When I began learning about photography, portraiture was just about the only type of photography on the brain. I wanted to take better pictures of my kids, so when I learned about metering, I learned to meter off of skin because in portraiture getting the correct exposure for skin is the most important.  But, when taking photographs of landscapes and macro, there isn’t skin to meter from. So, how do you go about metering when you typically don’t meter off of a gray card or skin?

Meter Using the Sky

Recently, my husband and I took a vacation to Maui, Hawaii where I took a BUNCH of pictures, and very few of them had people in them. I’m not typically a landscape shooter, but in Hawaii, there are way too many beautiful scenes not to attempt it. I found myself having to meter using the sky a lot of the time, especially on the really sunny days.

Bright Blue Sky 

In full sun, the deep bright blue sky is a great place to meter for a jumping off point. When using the Zone System, the bright blue sky is considered the same tone as neutral gray. For example, pretend you were seeing the sky in B&W, the blue of the sky would be neutral gray if converted. So, I would meter the sky, set it to zero, take  a test picture and look my histogram.  Check out Reading a Histogram by Courtney to learn more about how to read a histogram. Learning to trust your histogram is essential to getting good exposure every time.  After taking a peek at the histogram, I then decided whether or not to underexpose or overexpose the image or leave the meter at zero.

Here is an example of what I think of as a “bright blue sky” and of which I started off with metering at zero, and then made minor adjustments after taking a look at the histogram. Training your eye to see “neutral gray” in colors will give you a great place to start when metering off of subjects that don’t have skin.

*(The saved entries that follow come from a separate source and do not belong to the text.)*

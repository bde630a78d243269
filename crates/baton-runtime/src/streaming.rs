//! Streaming mode: the run loop on a background task, events on a queue.
//!
//! The background task pushes events in order onto an unbounded queue and
//! finishes with exactly one terminal marker, `Completed` or `Failed`. A panic
//! anywhere in the run, including inside a model's stream, is caught at the
//! task boundary and delivered as `Failed`, so the consumer always observes
//! termination.

use std::future::Future;
use std::panic::AssertUnwindSafe;
use std::sync::Arc;

use baton_core::RunItem;
use baton_llm::RawResponseEvent;
use futures::{FutureExt, Stream, StreamExt};
use parking_lot::Mutex;
use tokio::sync::mpsc;
use tokio_util::sync::CancellationToken;
use tracing::{Instrument, error};

use crate::errors::RunError;
use crate::result::RunResult;
use crate::tool_executor::panic_message;

/// One event of a streamed run.
#[derive(Clone, Debug, PartialEq)]
pub enum StreamEvent {
    /// Provider-level delta, forwarded as received.
    RawResponse(RawResponseEvent),
    /// A transcript item was produced.
    RunItem {
        /// Event name, e.g. `tool_called`.
        name: &'static str,
        /// The item.
        item: RunItem,
    },
    /// A different agent became active.
    AgentUpdated {
        /// The new agent.
        agent_name: String,
    },
}

/// Event name for a run item.
pub fn run_item_event_name(item: &RunItem) -> &'static str {
    match item {
        RunItem::MessageOutput { .. } => "message_output_created",
        RunItem::HandoffCall { .. } => "handoff_requested",
        RunItem::HandoffOutput { .. } => "handoff_occurred",
        RunItem::ToolCall { .. } => "tool_called",
        RunItem::ToolCallOutput { .. } => "tool_output",
        RunItem::Reasoning { .. } => "reasoning_item_created",
    }
}

pub(crate) enum QueueItem {
    Event(StreamEvent),
    Completed(Box<RunResult>),
    Failed(RunError),
}

#[derive(Debug, Default)]
struct Progress {
    turn: u32,
    agent: String,
    complete: bool,
}

/// Producer half, held by the run loop.
#[derive(Clone)]
pub(crate) struct EventSink {
    tx: mpsc::UnboundedSender<QueueItem>,
    progress: Arc<Mutex<Progress>>,
}

impl EventSink {
    fn send(&self, item: QueueItem) {
        // The consumer may have stopped listening; the run still finishes.
        let _ = self.tx.send(item);
    }

    pub(crate) fn raw(&self, event: RawResponseEvent) {
        self.send(QueueItem::Event(StreamEvent::RawResponse(event)));
    }

    pub(crate) fn items(&self, items: &[RunItem]) {
        for item in items {
            self.send(QueueItem::Event(StreamEvent::RunItem {
                name: run_item_event_name(item),
                item: item.clone(),
            }));
        }
    }

    pub(crate) fn agent_updated(&self, agent_name: &str) {
        self.progress.lock().agent = agent_name.to_owned();
        self.send(QueueItem::Event(StreamEvent::AgentUpdated {
            agent_name: agent_name.to_owned(),
        }));
    }

    pub(crate) fn turn(&self, turn: u32) {
        self.progress.lock().turn = turn;
    }
}

/// Handle to a run executing in the background.
///
/// Drain [`RunResultStreaming::stream_events`] to observe the run. Dropping
/// the handle cancels the run.
pub struct RunResultStreaming {
    rx: mpsc::UnboundedReceiver<QueueItem>,
    progress: Arc<Mutex<Progress>>,
    cancellation: CancellationToken,
    result: Option<RunResult>,
    finished: bool,
}

impl RunResultStreaming {
    /// Spawn `run` on the current runtime. `run` receives the event sink and
    /// resolves to the run's outcome.
    pub(crate) fn spawn<F, Fut>(starting_agent: &str, cancellation: CancellationToken, run: F) -> Self
    where
        F: FnOnce(EventSink) -> Fut,
        Fut: Future<Output = Result<RunResult, RunError>> + Send + 'static,
    {
        let (tx, rx) = mpsc::unbounded_channel();
        let progress = Arc::new(Mutex::new(Progress {
            agent: starting_agent.to_owned(),
            ..Progress::default()
        }));
        let sink = EventSink {
            tx: tx.clone(),
            progress: Arc::clone(&progress),
        };
        let fut = run(sink);
        let task_progress = Arc::clone(&progress);

        let _ = tokio::spawn(
            async move {
                let outcome = AssertUnwindSafe(fut).catch_unwind().await.unwrap_or_else(|panic| {
                    let message = panic_message(&panic);
                    error!(panic = %message, "streamed run panicked");
                    Err(RunError::internal(format!("run task panicked: {message}")))
                });
                task_progress.lock().complete = true;
                let terminal = match outcome {
                    Ok(result) => QueueItem::Completed(Box::new(result)),
                    Err(e) => QueueItem::Failed(e),
                };
                let _ = tx.send(terminal);
            }
            .in_current_span(),
        );

        Self {
            rx,
            progress,
            cancellation,
            result: None,
            finished: false,
        }
    }

    /// Events in production order. The stream ends after the run finishes;
    /// a failed run ends it with one `Err`.
    pub fn stream_events(&mut self) -> impl Stream<Item = Result<StreamEvent, RunError>> + '_ {
        async_stream::stream! {
            if self.finished {
                return;
            }
            loop {
                match self.rx.recv().await {
                    Some(QueueItem::Event(event)) => yield Ok(event),
                    Some(QueueItem::Completed(result)) => {
                        self.result = Some(*result);
                        self.finished = true;
                        return;
                    }
                    Some(QueueItem::Failed(e)) => {
                        self.finished = true;
                        yield Err(e);
                        return;
                    }
                    None => {
                        self.finished = true;
                        yield Err(RunError::internal("run task ended without a result"));
                        return;
                    }
                }
            }
        }
    }

    /// Turn the run is on.
    pub fn current_turn(&self) -> u32 {
        self.progress.lock().turn
    }

    /// Name of the active agent.
    pub fn current_agent(&self) -> String {
        self.progress.lock().agent.clone()
    }

    /// Whether the background run has finished.
    pub fn is_complete(&self) -> bool {
        self.progress.lock().complete
    }

    /// Stop the run at its next suspension point.
    pub fn cancel(&self) {
        self.cancellation.cancel();
    }

    /// The result, once the event stream has been drained to completion.
    pub fn final_result(&self) -> Option<&RunResult> {
        self.result.as_ref()
    }

    /// Drain the remaining events and return the result.
    ///
    /// If a previous `stream_events` pass already delivered the run's error,
    /// this returns an internal error instead.
    pub async fn into_result(mut self) -> Result<RunResult, RunError> {
        {
            let events = self.stream_events();
            futures::pin_mut!(events);
            while let Some(event) = events.next().await {
                let _ = event?;
            }
        }
        self.result
            .take()
            .ok_or_else(|| RunError::internal("run failed; the error was already delivered on the event stream"))
    }
}

impl Drop for RunResultStreaming {
    fn drop(&mut self) {
        self.cancellation.cancel();
    }
}

#[cfg(test)]
mod tests {
    use super::*;
    use crate::agent::Agent;
    use assert_matches::assert_matches;
    use baton_core::{OutputMessage, RunInput, Usage};
    use serde_json::json;
    use std::collections::BTreeMap;
    use std::time::Duration;

    fn done(agent: &str) -> RunResult {
        RunResult {
            input: RunInput::from("hi"),
            new_items: Vec::new(),
            raw_responses: Vec::new(),
            final_output: json!("ok"),
            last_agent: Agent::new(agent).shared(),
            input_guardrail_results: Vec::new(),
            output_guardrail_results: Vec::new(),
            usage: Usage::default(),
            usage_by_agent: BTreeMap::new(),
            turns: 1,
        }
    }

    #[test]
    fn item_event_names() {
        let message = RunItem::MessageOutput {
            agent: "a".into(),
            raw: OutputMessage::text("m", "hi"),
        };
        assert_eq!(run_item_event_name(&message), "message_output_created");
    }

    #[tokio::test]
    async fn events_then_result() {
        let mut streamed = RunResultStreaming::spawn("a", CancellationToken::new(), |sink| async move {
            sink.turn(1);
            sink.agent_updated("a");
            sink.raw(RawResponseEvent::Created { response_id: None });
            Ok(done("a"))
        });

        let events: Vec<_> = streamed.stream_events().collect().await;
        assert_eq!(events.len(), 2);
        assert_matches!(&events[0], Ok(StreamEvent::AgentUpdated { agent_name }) if agent_name == "a");
        assert!(streamed.is_complete());
        assert_eq!(streamed.current_turn(), 1);
        assert_eq!(streamed.final_result().unwrap().final_output, json!("ok"));

        let again: Vec<_> = streamed.stream_events().collect().await;
        assert!(again.is_empty());
    }

    #[tokio::test]
    async fn panic_becomes_terminal_error() {
        let streamed = RunResultStreaming::spawn("a", CancellationToken::new(), |_sink| async move {
            if true {
                panic!("gateway exploded");
            }
            Ok(done("a"))
        });
        let outcome = tokio::time::timeout(Duration::from_secs(5), streamed.into_result())
            .await
            .unwrap();
        assert_matches!(outcome, Err(RunError::Internal { ref message }) if message.contains("gateway exploded"));
    }

    #[tokio::test]
    async fn drop_cancels_run() {
        let token = CancellationToken::new();
        let observed = token.clone();
        let streamed = RunResultStreaming::spawn("a", token, |_sink| async move {
            futures::future::pending::<()>().await;
            Ok(done("a"))
        });
        streamed.cancel();
        assert!(observed.is_cancelled());
        drop(streamed);
    }
}
//! # baton-guardrails
//!
//! Policy checks around a run.
//!
//! - [`InputGuardrail`]: runs once on the run input before the first model call
//! - [`OutputGuardrail`]: runs once on the final output before it is returned
//! - [`GuardrailEngine`]: runs one class concurrently and stops at the first
//!   tripwire
//!
//! A tripwire is a policy stop, not a defect; it is reported separately from
//! guardrail-internal failures.

#![deny(unsafe_code)]

pub mod engine;
pub mod errors;
pub mod guardrail;

pub use engine::GuardrailEngine;
pub use errors::{GuardrailError, GuardrailTripwire};
pub use guardrail::{
    FnInputGuardrail, FnOutputGuardrail, GuardrailFunctionOutput, GuardrailResult, InputGuardrail,
    OutputGuardrail,
};
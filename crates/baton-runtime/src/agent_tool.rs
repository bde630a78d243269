//! An agent exposed as a function tool.

use std::sync::Arc;

use async_trait::async_trait;
use baton_tools::{FunctionTool, ToolContext, ToolError};
use serde::Deserialize;
use serde_json::{Value, json};
use tracing::debug;

use crate::agent::Agent;
use crate::config::RunConfig;
use crate::errors::RunError;
use crate::runner::Runner;

#[derive(Deserialize)]
struct AgentToolInput {
    input: String,
}

/// Runs a nested agent run on `{"input": "..."}` and returns its final text.
///
/// The nested run shares the caller's context and is cancelled with the
/// calling run.
pub struct AgentTool {
    agent: Arc<Agent>,
    name: String,
    description: String,
    config: RunConfig,
}

impl AgentTool {
    /// Wrap `agent`.
    pub fn new(agent: Arc<Agent>, name: String, description: String, config: RunConfig) -> Self {
        Self {
            agent,
            name,
            description,
            config,
        }
    }
}

#[async_trait]
impl FunctionTool for AgentTool {
    fn name(&self) -> &str {
        &self.name
    }

    fn description(&self) -> &str {
        &self.description
    }

    fn params_json_schema(&self) -> Value {
        json!({
            "type": "object",
            "properties": { "input": { "type": "string" } },
            "required": ["input"],
            "additionalProperties": false,
        })
    }

    async fn invoke(&self, ctx: &ToolContext, arguments: &str) -> Result<Value, ToolError> {
        let args: AgentToolInput = serde_json::from_str(arguments).map_err(|e| ToolError::Validation {
            message: format!("invalid JSON arguments: {e}"),
        })?;
        debug!(agent = self.agent.name(), caller = %ctx.agent_name, "running agent as tool");

        let config = self.config.clone().with_cancellation(ctx.cancellation.child_token());
        match Runner::run(ctx.run_context.clone(), Arc::clone(&self.agent), args.input, config).await {
            Ok(result) => Ok(Value::String(result.final_output_text())),
            Err(RunError::Cancelled) => Err(ToolError::Cancelled),
            Err(e) => Err(ToolError::execution(format!("agent {} failed: {e}", self.agent.name()))),
        }
    }
}

#[cfg(test)]
mod tests {
    use super::*;
    use assert_matches::assert_matches;
    use baton_core::RunContext;
    use baton_llm::testing::{ScriptedModel, text_message};
    use tokio_util::sync::CancellationToken;

    fn tool_ctx() -> ToolContext {
        ToolContext {
            run_context: RunContext::empty(),
            agent_name: "orchestrator".into(),
            tool_call_id: "call_1".into(),
            cancellation: CancellationToken::new(),
        }
    }

    #[tokio::test]
    async fn returns_nested_final_text() {
        let model = ScriptedModel::new().then_output(vec![text_message("hola")]).shared();
        let spanish = Agent::new("spanish").with_model_instance(model.clone()).shared();
        let tool = AgentTool::new(spanish, "translate".into(), "Translate to Spanish".into(), RunConfig::default());

        let output = tool.invoke(&tool_ctx(), r#"{"input": "hello"}"#).await.unwrap();
        assert_eq!(output, json!("hola"));
        assert_matches!(model.requests()[0].input.as_slice(), [item] if *item == baton_core::InputItem::user("hello"));
    }

    #[tokio::test]
    async fn bad_arguments_are_validation_errors() {
        let tool = AgentTool::new(Agent::new("x").shared(), "x".into(), "x".into(), RunConfig::default());
        assert_matches!(tool.invoke(&tool_ctx(), "{}").await, Err(ToolError::Validation { .. }));
    }

    #[tokio::test]
    async fn nested_failures_become_execution_errors() {
        let model = ScriptedModel::new().shared();
        let agent = Agent::new("empty").with_model_instance(model).shared();
        let tool = AgentTool::new(agent, "x".into(), "x".into(), RunConfig::default());
        let err = tool.invoke(&tool_ctx(), r#"{"input": "hi"}"#).await.unwrap_err();
        assert!(err.to_string().contains("agent empty failed"));
    }
}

There is some lens vignetting in this image, which I liked and didn’t correct in ACR, but the center of the image is closer to what the eye saw on that day.

Sunsets 

You can also use the sky to meter for sunsets. In the following images, there is a bit of blue sky (much to the left of the sunset), clouds, dark waters, a lot of light reflecting off of the water. Again, I metered off of the blue sky, then adjusted accordingly by taking a look at my meter and LCD. By checking the histogram, I could be sure that was I thought was most important in the image was exposed correctly. For me, I wanted the yellows to pop the most. I slightly underexposed to allow the colors to be more saturated, then brightened as I wished in post processing.  As the sun was closer to setting, I was constantly changing my settings. But, since I already had a good measurement, I knew that I only needed to keep overexposing by 1/3 of a stop or so every few minutes.

One more example!
Here are a couple of pictures that I took just for this post to further demonstrate what I mean by metering off of the sky. This is not the lighting I would choose for this pretty daffodil, but for the purpose of this post, it works. I pretty much always spot meter. I’m usually taking pictures of my kids so spot metering works for me. Because I know it better than the other modes, I use it almost exclusively. So, for these images, I spot metered the big blue sky, then set my meter to zero and took the picture of the tree. For the tree, the exposure looks pretty good. Next up, I thought I would take a picture of this daffodil to show how I would adjust my meter. It is located about 15 feet from this tree at the same angle from the sun and sky from which I metered originally. I took the picture of the daffodil, then took a quick look at the histogram. I could tell that the yellow was blown because the histogram was climbing the wall a bit and the lightest color in the image is the yellow. I readjusted the meter to underexpose by 2/3 of a stop (two ticks to the right for Nikon and 2 ticks to the left for Canon users). And bingo, the histogram moved in the direction that I wanted and exposure is right where I want it.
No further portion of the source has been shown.